▶ What to work on
Look below for the line containing "out.extend_from_slice(aad);" and the line containing "let mut r = Reader::new(bytes);"; repeat exactly those two lines and all lines between them, and nothing else.

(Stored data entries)
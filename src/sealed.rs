//! Packet envelope, varint dialect.
//!
//! Format:
//!   magic[1] || varint(aad_len) || aad || ciphertext (rest of stream)
//!
//! A zero AAD length means no context was bound. Ciphertext length is not
//! validated here; that is the encryption provider's concern.

use subtle::ConstantTimeEq;
use tracing::{debug, warn};

use crate::aad::{serialize_context, serialize_context_with_limits, Limits};
use crate::error::{EnvelopeError, Result};
use crate::reader::Reader;
use crate::varint::{encode_varint, varint_len};
use crate::wire::{context_fingerprint, VARINT_MAGIC};

/// Borrowed view of a varint-dialect packet.
#[derive(Debug, Clone, Copy, PartialEq, Eq)]
pub struct SealedParts<'a> {
    pub ciphertext: &'a [u8],
    pub aad: Option<&'a [u8]>,
}

/// Frame `ciphertext` with optional AAD bytes.
///
/// An empty `aad` is written exactly like `None`.
pub fn serialize(ciphertext: &[u8], aad: Option<&[u8]>) -> Vec<u8> {
    let aad = aad.unwrap_or_default();
    let mut out =
        Vec::with_capacity(1 + varint_len(aad.len() as u64) + aad.len() + ciphertext.len());
    out.push(VARINT_MAGIC);
    encode_varint(aad.len() as u64, &mut out);
    out.extend_from_slice(aad);
    out.extend_from_slice(ciphertext);
    out
}

/// Canonicalize `context` and frame it with `ciphertext`.
pub fn serialize_with_context<I, K, V>(ciphertext: &[u8], context: Option<I>) -> Result<Vec<u8>>
where
    I: IntoIterator<Item = (K, V)>,
    K: AsRef<str>,
    V: AsRef<str>,
{
    let aad = serialize_context(context)?;
    Ok(serialize(ciphertext, aad.as_deref()))
}

/// Parse and verify against `expected`, which is canonicalized the same way
/// the writer canonicalized its context.
///
/// Absence must match absence; presence must match byte for byte.
pub fn deserialize<'a, I, K, V>(bytes: &'a [u8], expected: Option<I>) -> Result<SealedParts<'a>>
where
    I: IntoIterator<Item = (K, V)>,
    K: AsRef<str>,
    V: AsRef<str>,
{
    deserialize_with_limits(bytes, expected, &Limits::default())
}

/// [`deserialize`] for contexts written under non-default [`Limits`].
///
/// An expectation that cannot be canonicalized under `limits` is a
/// `ContextMismatch`.
pub fn deserialize_with_limits<'a, I, K, V>(
    bytes: &'a [u8],
    expected: Option<I>,
    limits: &Limits,
) -> Result<SealedParts<'a>>
where
    I: IntoIterator<Item = (K, V)>,
    K: AsRef<str>,
    V: AsRef<str>,
{
    let parts = parse(bytes).map_err(|e| {
        debug!(
            error = %e,
            version = ?bytes.first(),
            len = bytes.len(),
            "varint packet rejected"
        );
        e
    })?;
    let expected = serialize_context_with_limits(expected, limits).map_err(|e| {
        debug!(error = %e, "expected context cannot be canonicalized");
        EnvelopeError::ContextMismatch
    })?;

    let matches = match (parts.aad, expected.as_deref()) {
        (None, None) => true,
        (Some(ours), Some(theirs)) => bool::from(ours.ct_eq(theirs)),
        _ => false,
    };
    if !matches {
        warn!(
            dialect = "varint",
            packet_context = parts.aad.map(context_fingerprint).as_deref().unwrap_or("none"),
            expected_present = expected.is_some(),
            "encryption context verification failed"
        );
        return Err(EnvelopeError::ContextMismatch);
    }

    Ok(parts)
}

/// Structure only, no context check.
pub(crate) fn parse(bytes: &[u8]) -> Result<SealedParts<'_>> {
    let mut r = Reader::new(bytes);
    let version = r.u8("missing version byte")?;
    if version != VARINT_MAGIC {
        return Err(EnvelopeError::UnsupportedVersion { version });
    }
    let aad = r.varint_prefixed("aad exceeds packet")?;
    let aad = if aad.is_empty() { None } else { Some(aad) };
    Ok(SealedParts {
        ciphertext: r.rest(),
        aad,
    })
}

#[cfg(test)]
mod tests {
    use super::*;

    const NO_CONTEXT: Option<[(&str, &str); 0]> = None;

    #[test]
    fn layout_without_aad() {
        assert_eq!(serialize(b"ct", None), [0xEE, 0x00, b'c', b't']);
        assert_eq!(serialize(b"ct", Some(&b""[..])), serialize(b"ct", None));
    }

    #[test]
    fn layout_with_aad() {
        assert_eq!(serialize(b"ct", Some(&b"ab"[..])), [0xEE, 0x02, b'a', b'b', b'c', b't']);
    }

    #[test]
    fn empty_ciphertext_is_valid() {
        let bytes = serialize(b"", None);
        let parts = deserialize(&bytes, NO_CONTEXT).unwrap();
        assert!(parts.ciphertext.is_empty());
        assert!(parts.aad.is_none());
    }

    #[test]
    fn wrong_magic() {
        assert_eq!(
            deserialize(&[0x02, 0x00], NO_CONTEXT).unwrap_err(),
            EnvelopeError::UnsupportedVersion { version: 2 }
        );
    }

    #[test]
    fn unusable_expectation_is_a_mismatch() {
        let bytes = serialize_with_context(b"ct", Some([("key", "value")])).unwrap();
        for expected in [[("key", "")], [("", "value")], [("-_", "value")]] {
            assert_eq!(
                deserialize(&bytes, Some(expected)).unwrap_err(),
                EnvelopeError::ContextMismatch
            );
        }
    }

    #[test]
    fn aad_length_past_end() {
        assert!(matches!(
            deserialize(&[0xEE, 0x05, b'a'], NO_CONTEXT).unwrap_err(),
            EnvelopeError::MalformedPacket(_)
        ));
    }
}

▶ Answer box
    out.extend_from_slice(aad);
    out.extend_from_slice(ciphertext);
    out
}

/// Canonicalize `context` and frame it with `ciphertext`.
pub fn serialize_with_context<I, K, V>(ciphertext: &[u8], context: Option<I>) -> Result<Vec<u8>>
where
    I: IntoIterator<Item = (K, V)>,
    K: AsRef<str>,
    V: AsRef<str>,
{
    let aad = serialize_context(context)?;
    Ok(serialize(ciphertext, aad.as_deref()))
}

/// Parse and verify against `expected`, which is canonicalized the same way
/// the writer canonicalized its context.
///
/// Absence must match absence; presence must match byte for byte.
pub fn deserialize<'a, I, K, V>(bytes: &'a [u8], expected: Option<I>) -> Result<SealedParts<'a>>
where
    I: IntoIterator<Item = (K, V)>,
    K: AsRef<str>,
    V: AsRef<str>,
{
    deserialize_with_limits(bytes, expected, &Limits::default())
}

/// [`deserialize`] for contexts written under non-default [`Limits`].
///
/// An expectation that cannot be canonicalized under `limits` is a
/// `ContextMismatch`.
pub fn deserialize_with_limits<'a, I, K, V>(
    bytes: &'a [u8],
    expected: Option<I>,
    limits: &Limits,
) -> Result<SealedParts<'a>>
where
    I: IntoIterator<Item = (K, V)>,
    K: AsRef<str>,
    V: AsRef<str>,
{
    let parts = parse(bytes).map_err(|e| {
        debug!(
            error = %e,
            version = ?bytes.first(),
            len = bytes.len(),
            "varint packet rejected"
        );
        e
    })?;
    let expected = serialize_context_with_limits(expected, limits).map_err(|e| {
        debug!(error = %e, "expected context cannot be canonicalized");
        EnvelopeError::ContextMismatch
    })?;

    let matches = match (parts.aad, expected.as_deref()) {
        (None, None) => true,
        (Some(ours), Some(theirs)) => bool::from(ours.ct_eq(theirs)),
        _ => false,
    };
    if !matches {
        warn!(
            dialect = "varint",
            packet_context = parts.aad.map(context_fingerprint).as_deref().unwrap_or("none"),
            expected_present = expected.is_some(),
            "encryption context verification failed"
        );
        return Err(EnvelopeError::ContextMismatch);
    }

    Ok(parts)
}

/// Structure only, no context check.
pub(crate) fn parse(bytes: &[u8]) -> Result<SealedParts<'_>> {
    let mut r = Reader::new(bytes);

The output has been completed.